What happens once wetland structure and function has been restored? How quickly do birds, fish, and other creatures begin using the new habitat, and which species are first responders? How valid are our assumptions about which habitat types are best for focal species? Three speakers wrapped up the restoration session on Wednesday afternoon with considerations of those questions.

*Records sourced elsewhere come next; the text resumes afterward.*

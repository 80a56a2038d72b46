// logging.rs - tracing subscriber setup
//
// Tests and the diagnostic binary call `init()`; repeated calls are fine
// because only the first subscriber is installed.

use tracing_subscriber::EnvFilter;

/// Install a fmt subscriber filtered by `RUST_LOG` (default `info`)
pub fn init() {
    let filter = EnvFilter::try_from_default_env().unwrap_or_else(|_| EnvFilter::new("info"));

    let _ = tracing_subscriber::fmt()
        .with_env_filter(filter)
        .with_target(false)
        .with_thread_ids(false)
        .with_test_writer()
        .try_init();
}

First up, Sarah Estrella of the California Department of Fish and Wildlife discussed the status of the northern salt marsh harvest mouse (Reithrodontomys raviventris halicoetes) in Suisun Marsh. Listed as endangered since 1970, the rodent is “characterized by cuteness,” reddish-brown fur, and a docile disposition. “In the past, there was thought to be a strong association between the mouse and pickleweed,” she said. “Those of us working in the marsh suggested they were not so limited in habitat.” A two-year mark-and-recapture study compared abundance, reproduction, and survival in pickleweed versus mixed vegetation (bulrush, fat hen, alkali heath, and others), and in tidal marsh versus diked wetlands. Among other results, harvest mouse densities were found to be higher in mixed vegetation than in pure pickleweed, at least in tidal areas, and higher in diked than in tidal marsh. However, tidal marshes did have higher post-winter survival. A more recent telemetry study challenged another assumption: “We had assumed they move up in elevation at high tide. Instead, they primarily remain in emergent vegetation over standing water when the tide comes in.” Estrella noted that the draft US Fish & Wildlife Service recovery plan covering the mouse calls for extensive conversion of diked wetland to tidal: “Even though diked wetland supports higher densities, it’s considered lower-quality habitat due to its artificial state. Additonally, many habitat models used in environmental documents fail to recognize the spectrum of vegetation types the mice thrive in.” Her recommendation: “Habitat management efforts should include mixed vegetation types, both tidal and diked wetlands, and areas where sea level rise can be accommodated.”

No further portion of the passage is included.